= Jim Duguid =

Scottish musician and songwriter

Jim Duguid is a Scottish musician and songwriter best known for co-writing Paolo Nutini Album "These Streets and the Alex Clare song "Too Close".

==Biography==
A native of Glasgow, Duguid cut his teeth playing drums in a number of bands which centred around the vibrant 90's Glasgow music scene and the iconic King Tuts Wah Wah Hut. His drumming career began with the band Speedway, which he founded with fellow Glaswegian Jill Jackson in 2001. He developed his songwriting in sessions with Steve Robson, Guy Chambers and Star Gate. Speedway released one full-length album, Save Yourself (2003), before disbanding in 2004.

Following Speedway's breakup, he began a collaboration with Scottish singer Paolo Nutini, co-writing five tracks on Nutini's first album, These Streets. Credits included hit singles "Rewind", "Last Request" and the number-1 UK airplay hit, "New Shoes". Duguid toured extensively with Nutini, as his drummer and piano player.
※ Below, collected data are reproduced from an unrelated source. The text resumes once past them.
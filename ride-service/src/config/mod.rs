use anyhow::Result;
use dotenvy::dotenv;
use rust_decimal::Decimal;
use secrecy::Secret;
use serde::Deserialize;
use std::env;

#[derive(Deserialize, Clone, Debug)]
pub struct Config {
    pub server: ServerConfig,
    pub database: DatabaseConfig,
    pub tariff: TariffConfig,
    pub matching: MatchingConfig,
    pub squad: SquadConfig,
    pub service_name: String,
}

#[derive(Deserialize, Clone, Debug)]
pub struct ServerConfig {
    pub host: String,
    pub port: u16,
}

#[derive(Deserialize, Clone, Debug)]
pub struct DatabaseConfig {
    pub url: Secret<String>,
    pub max_connections: u32,
    pub min_connections: u32,
}

/// Fare tariff, injected into the fare calculator so it is never read from
/// ambient state. Amounts are in the platform currency's major unit.
#[derive(Deserialize, Clone, Debug)]
pub struct TariffConfig {
    pub base_fare: Decimal,
    pub price_per_km: Decimal,
    pub commission_pct: Decimal,
}

#[derive(Deserialize, Clone, Debug)]
pub struct MatchingConfig {
    /// Search radius around the pickup point, in meters.
    pub max_driver_distance_m: f64,
    /// Cap on the number of candidates returned.
    pub max_candidates: usize,
}

/// Squad payment gateway credentials and webhook secret.
#[derive(Deserialize, Clone, Debug)]
pub struct SquadConfig {
    pub api_key: Secret<String>,
    pub api_url: String,
    pub secret_hash: Secret<String>,
}

impl Config {
    pub fn from_env() -> Result<Self> {
        dotenv().ok();

        let host = env::var("RIDE_SERVICE_HOST").unwrap_or_else(|_| "0.0.0.0".to_string());
        let port = env::var("RIDE_SERVICE_PORT")
            .unwrap_or_else(|_| "3005".to_string())
            .parse()?;

        let db_url = env::var("RIDE_DATABASE_URL")
            .map_err(|_| anyhow::anyhow!("RIDE_DATABASE_URL must be set"))?;
        let max_connections = env::var("RIDE_DATABASE_MAX_CONNECTIONS")
            .unwrap_or_else(|_| "10".to_string())
            .parse()?;
        let min_connections = env::var("RIDE_DATABASE_MIN_CONNECTIONS")
            .unwrap_or_else(|_| "1".to_string())
            .parse()?;

        let base_fare: Decimal = env::var("BASE_FARE")
            .unwrap_or_else(|_| "200".to_string())
            .parse()?;
        let price_per_km: Decimal = env::var("PRICE_PER_KM")
            .unwrap_or_else(|_| "100".to_string())
            .parse()?;
        let commission_pct: Decimal = env::var("COMMISSION_PERCENTAGE")
            .unwrap_or_else(|_| "10".to_string())
            .parse()?;

        let max_driver_distance_m = env::var("MAX_DRIVER_DISTANCE")
            .unwrap_or_else(|_| "5000".to_string())
            .parse()?;
        let max_candidates = env::var("MAX_DRIVER_CANDIDATES")
            .unwrap_or_else(|_| "10".to_string())
            .parse()?;

        let squad_api_key = env::var("SQUAD_API_KEY").unwrap_or_default();
        let squad_api_url =
            env::var("SQUAD_API_URL").unwrap_or_else(|_| "https://api.squadco.com".to_string());
        let squad_secret_hash = env::var("SQUAD_SECRET_HASH").unwrap_or_default();

        Ok(Self {
            server: ServerConfig { host, port },
            database: DatabaseConfig {
                url: Secret::new(db_url),
                max_connections,
                min_connections,
            },
            tariff: TariffConfig {
                base_fare,
                price_per_km,
                commission_pct,
            },
            matching: MatchingConfig {
                max_driver_distance_m,
                max_candidates,
            },
            squad: SquadConfig {
                api_key: Secret::new(squad_api_key),
                api_url: squad_api_url,
                secret_hash: Secret::new(squad_secret_hash),
            },
            service_name: "ride-service".to_string(),
        })
    }
}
The album has sold over three million copies to date. In 2008 after the first recording sessions for Nutini's second album, Sunny Side Up and after seven years working with Nutini, Duguid took the difficult decision to leave the band.

Published by Warner Chappell UK, Duguid set himself up in a studio in London in 2009, working with developing young artists, including early sessions with Sam Smith, James Bay and Alex Clare.

On Alex Clare's 2011 album The Lateness of the Hour, he co-wrote the hit song "Too Close".

His biggest hit to date, the song was used for a major Internet Explorer ad campaign in 2011. "Too Close" was number 1 in Germany, top 5 in the U.K. and top 10 throughout Europe.

In the U.S. the track's hit status was solidified, spending over 50 weeks in the hot 100 chart, peaking at number 7. It topped the Rock radio Chart and spent a number of weeks in the mainstream AirPlay top 10. To date the song has sold almost five million copies around the world, has had over 65 million views on YouTube and over 100 million Spotify streams.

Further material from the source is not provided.